Donald Trump, figure d’une masculinité de la performance

Le fait que les propos et les actes de l’actuel président des États-Unis apparaissent à ce point en décalage avec l’époque témoigne d’un fonctionnement que l’on pensait dépassé. Les soupçons récurrents sur la santé mentale de Donald Trump témoignent bien du fait que cette virilité est jugée comme extra-ordinaire et donc dangereuse, précisément parce qu’elle semble ne pas pouvoir être maîtrisée. À l’inverse, certains leaders politiques n’hésitent pas à revendiquer une masculinité plus « inclusive », compatible avec une exigence d’égalité entre les hommes et les femmes, la défense du droit des homosexuels, l’expression des émotions, etc.

On pense aux larmes de Justin Trudeau lors de son discours d’excuse envers la communauté homosexuelle ou encore à l’attention portée aux droits des femmes par Barack Obama, à contre-courant de la masculinité des angry white men décrit par le sociologue Michael Kimmel, qui ont conduit aux portes de la Maison Blanche un président à leur image.
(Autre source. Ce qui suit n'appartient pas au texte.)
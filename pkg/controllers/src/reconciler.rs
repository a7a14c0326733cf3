//! Reconciles one AppService into its Deployment and Service.
//!
//! A pass moves the parent through one of four phases:
//!
//! - **Absent**: the AppService is gone. Nothing to do; its children are
//!   reclaimed by owner-reference garbage collection.
//! - **Bootstrapping**: no snapshot is recorded or a child is missing. When
//!   neither child exists the snapshot is written to the parent *first*, then
//!   both are created. When one already exists it may carry an older spec, so
//!   the children are converged first and the snapshot advanced afterwards.
//! - **Settled**: the recorded snapshot equals the current spec. No writes.
//! - **Drifted**: the spec moved away from the snapshot (or the snapshot is
//!   unreadable). Both children are rewritten from the current spec, and only
//!   once both writes landed is the snapshot advanced.
//!
//! Every write goes through the store's compare-and-swap. A version conflict
//! aborts the pass before any further child is touched; the caller reruns it
//! from a fresh read.

use pkg_state::{ObjectStore, StoreError};
use pkg_types::appservice::AppService;
use pkg_types::deployment::Deployment;
use pkg_types::meta::{ObjectKey, Resource};
use pkg_types::service::Service;
use tokio_util::sync::CancellationToken;
use tracing::{debug, info, warn};

use crate::error::ReconcileError;
use crate::materialize;
use crate::snapshot;

#[derive(Debug, Clone, Copy, PartialEq, Eq)]
pub enum Phase {
    Absent,
    Bootstrapping,
    Settled,
    Drifted,
}

/// What happened to one child during a pass.
#[derive(Debug, Clone, Copy, PartialEq, Eq)]
pub enum ChildAction {
    Created,
    Updated,
    Unchanged,
}

impl std::fmt::Display for ChildAction {
    fn fmt(&self, f: &mut std::fmt::Formatter<'_>) -> std::fmt::Result {
        match self {
            ChildAction::Created => write!(f, "created"),
            ChildAction::Updated => write!(f, "updated"),
            ChildAction::Unchanged => write!(f, "unchanged"),
        }
    }
}

/// Outcome of a successful pass. Children are `None` when they were not examined.
#[derive(Debug, Clone, PartialEq, Eq)]
pub struct ReconcileReport {
    pub phase: Phase,
    pub workload: Option<ChildAction>,
    pub endpoint: Option<ChildAction>,
    pub snapshot_written: bool,
}

impl ReconcileReport {
    fn idle(phase: Phase) -> Self {
        Self {
            phase,
            workload: None,
            endpoint: None,
            snapshot_written: false,
        }
    }
}

/// Decide the phase of a fetched AppService.
///
/// A missing child always means Bootstrapping, whatever the snapshot says: a
/// deleted child is recreated rather than reported.
pub fn classify(app: &AppService, children_present: bool) -> Phase {
    let Some(raw) = snapshot::recorded(app) else {
        return Phase::Bootstrapping;
    };
    // Without the children the snapshot describes nothing that exists.
    if !children_present {
        return Phase::Bootstrapping;
    }
    match snapshot::decode(raw) {
        Ok(applied) if applied == app.spec => Phase::Settled,
        Ok(_) => Phase::Drifted,
        Err(e) => {
            warn!("AppService {}: {}, forcing resync", app.key(), e);
            Phase::Drifted
        }
    }
}

pub struct AppServiceReconciler<S> {
    store: S,
}

impl<S: ObjectStore> AppServiceReconciler<S> {
    pub fn new(store: S) -> Self {
        Self { store }
    }

    pub fn store(&self) -> &S {
        &self.store
    }

    /// Like [`reconcile`](Self::reconcile), but gives up as soon as `cancel`
    /// fires. Each store write is atomic, so an abandoned pass leaves state as
    /// of its last completed write.
    pub async fn reconcile_until(
        &self,
        key: &ObjectKey,
        cancel: &CancellationToken,
    ) -> Result<ReconcileReport, ReconcileError> {
        tokio::select! {
            biased;
            _ = cancel.cancelled() => Err(ReconcileError::Cancelled { key: key.clone() }),
            result = self.reconcile(key) => result,
        }
    }

    /// One level-triggered pass for the AppService at `key`.
    pub async fn reconcile(&self, key: &ObjectKey) -> Result<ReconcileReport, ReconcileError> {
        let Some(app) = self
            .store
            .get::<AppService>(&key.namespace, &key.name)
            .await?
        else {
            debug!("AppService {} not found, nothing to reconcile", key);
            return Ok(ReconcileReport::idle(Phase::Absent));
        };

        let workload: Option<Deployment> = self.store.get(&key.namespace, &key.name).await?;
        let endpoint: Option<Service> = self.store.get(&key.namespace, &key.name).await?;

        let phase = classify(&app, workload.is_some() && endpoint.is_some());
        match (phase, workload, endpoint) {
            (Phase::Settled, _, _) => {
                debug!("AppService {}: in sync", key);
                Ok(ReconcileReport::idle(Phase::Settled))
            }
            (Phase::Drifted, Some(workload), Some(endpoint)) => {
                self.resync(app, workload, endpoint).await
            }
            (_, workload, endpoint) => self.bootstrap(app, workload, endpoint).await,
        }
    }

    async fn bootstrap(
        &self,
        mut app: AppService,
        workload: Option<Deployment>,
        endpoint: Option<Service>,
    ) -> Result<ReconcileReport, ReconcileError> {
        let key = app.key();
        info!("AppService {}: bootstrapping children", key);

        let encoded = snapshot::encode(&app.spec)?;
        let snapshot_written = snapshot::recorded(&app) != Some(encoded.as_str());
        let fresh = workload.is_none() && endpoint.is_none();

        // With nothing created yet the snapshot goes first. A present child may
        // be stale, so then the snapshot waits until the children converged.
        let pending = match (snapshot_written, fresh) {
            (true, true) => {
                snapshot::record(&mut app, encoded);
                app = self.store.update(&app).await?;
                None
            }
            (true, false) => Some(encoded),
            (false, _) => None,
        };

        let (workload, endpoint) = self.apply_children(&app, workload, endpoint).await?;

        if let Some(encoded) = pending {
            snapshot::record(&mut app, encoded);
            self.store.update(&app).await?;
        }
        info!(
            "AppService {}: Deployment {}, Service {}",
            key, workload, endpoint
        );
        Ok(ReconcileReport {
            phase: Phase::Bootstrapping,
            workload: Some(workload),
            endpoint: Some(endpoint),
            snapshot_written,
        })
    }

    async fn resync(
        &self,
        mut app: AppService,
        workload: Deployment,
        endpoint: Service,
    ) -> Result<ReconcileReport, ReconcileError> {
        let key = app.key();
        info!("AppService {}: spec drifted, resyncing children", key);

        let (workload, endpoint) = self
            .apply_children(&app, Some(workload), Some(endpoint))
            .await?;

        // Only now is the new spec fully applied.
        let encoded = snapshot::encode(&app.spec)?;
        snapshot::record(&mut app, encoded);
        self.store.update(&app).await?;

        info!(
            "AppService {}: Deployment {}, Service {}",
            key, workload, endpoint
        );
        Ok(ReconcileReport {
            phase: Phase::Drifted,
            workload: Some(workload),
            endpoint: Some(endpoint),
            snapshot_written: true,
        })
    }

    /// Bring both children in line with `app`. A failure on one child does not
    /// stop the other from being attempted, except for a version conflict,
    /// which aborts right away.
    async fn apply_children(
        &self,
        app: &AppService,
        workload: Option<Deployment>,
        endpoint: Option<Service>,
    ) -> Result<(ChildAction, ChildAction), ReconcileError> {
        let workload = match self.apply_workload(app, workload).await {
            Err(e) if e.is_conflict() => return Err(e.into()),
            other => other,
        };
        let endpoint = self.apply_endpoint(app, endpoint).await;

        match (workload, endpoint) {
            (Ok(w), Ok(e)) => Ok((w, e)),
            (w, e) => Err(ReconcileError::ChildWrites {
                key: app.key(),
                failures: [w.err(), e.err()].into_iter().flatten().collect(),
            }),
        }
    }

    async fn apply_workload(
        &self,
        app: &AppService,
        live: Option<Deployment>,
    ) -> Result<ChildAction, StoreError> {
        let live = match live {
            Some(live) => live,
            None => match self.create_child(materialize::new_workload(app)).await? {
                Some(action) => return Ok(action),
                None => self.fetch_existing::<Deployment>(app).await?,
            },
        };

        let desired = materialize::materialize_workload(app);
        if live.spec == desired {
            return Ok(ChildAction::Unchanged);
        }
        let mut updated = live;
        updated.spec = desired;
        self.store.update(&updated).await?;
        Ok(ChildAction::Updated)
    }

    async fn apply_endpoint(
        &self,
        app: &AppService,
        live: Option<Service>,
    ) -> Result<ChildAction, StoreError> {
        let live = match live {
            Some(live) => live,
            None => match self.create_child(materialize::new_endpoint(app)).await? {
                Some(action) => return Ok(action),
                None => self.fetch_existing::<Service>(app).await?,
            },
        };

        let desired = materialize::materialize_endpoint(app, live.spec.cluster_ip.as_deref());
        if live.spec == desired {
            return Ok(ChildAction::Unchanged);
        }
        let mut updated = live;
        updated.spec = desired;
        self.store.update(&updated).await?;
        Ok(ChildAction::Updated)
    }

    /// `Ok(None)` means someone else created the child first; the caller
    /// then converges the copy that won.
    async fn create_child<R: Resource>(&self, child: R) -> Result<Option<ChildAction>, StoreError> {
        match self.store.create(&child).await {
            Ok(_) => Ok(Some(ChildAction::Created)),
            Err(e) if e.is_already_exists() => {
                debug!("{} {} already exists", R::KIND, child.key());
                Ok(None)
            }
            Err(e) => Err(e),
        }
    }

    async fn fetch_existing<R: Resource>(&self, app: &AppService) -> Result<R, StoreError> {
        let key = app.key();
        self.store
            .get::<R>(&key.namespace, &key.name)
            .await?
            .ok_or(StoreError::NotFound { kind: R::KIND, key })
    }
}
Dans ce sens, il ne faut pas sous-estimer la résistance des groupes conservateurs menacés par cette « dévirilisation » de la société et/ou le regret qu’expriment certains (ou certaines) d’une disparition de la figure virile comme Emmanuel Macron a pu en faire l’objet durant la campagne présidentielle (soupçon quant à sa capacité à diriger l’armée faute de service militaire réalisé ou rumeurs relatives à son orientation sexuelle). Pour autant, l’élection de l’actuel Président français ne doit pas nous leurrer et cette apparente « neutralisation » ne signifie pas qu’hommes et femmes occupent des places égales, ni que la virilité ait perdu de sa valeur symbolique dans les coulisses du pouvoir.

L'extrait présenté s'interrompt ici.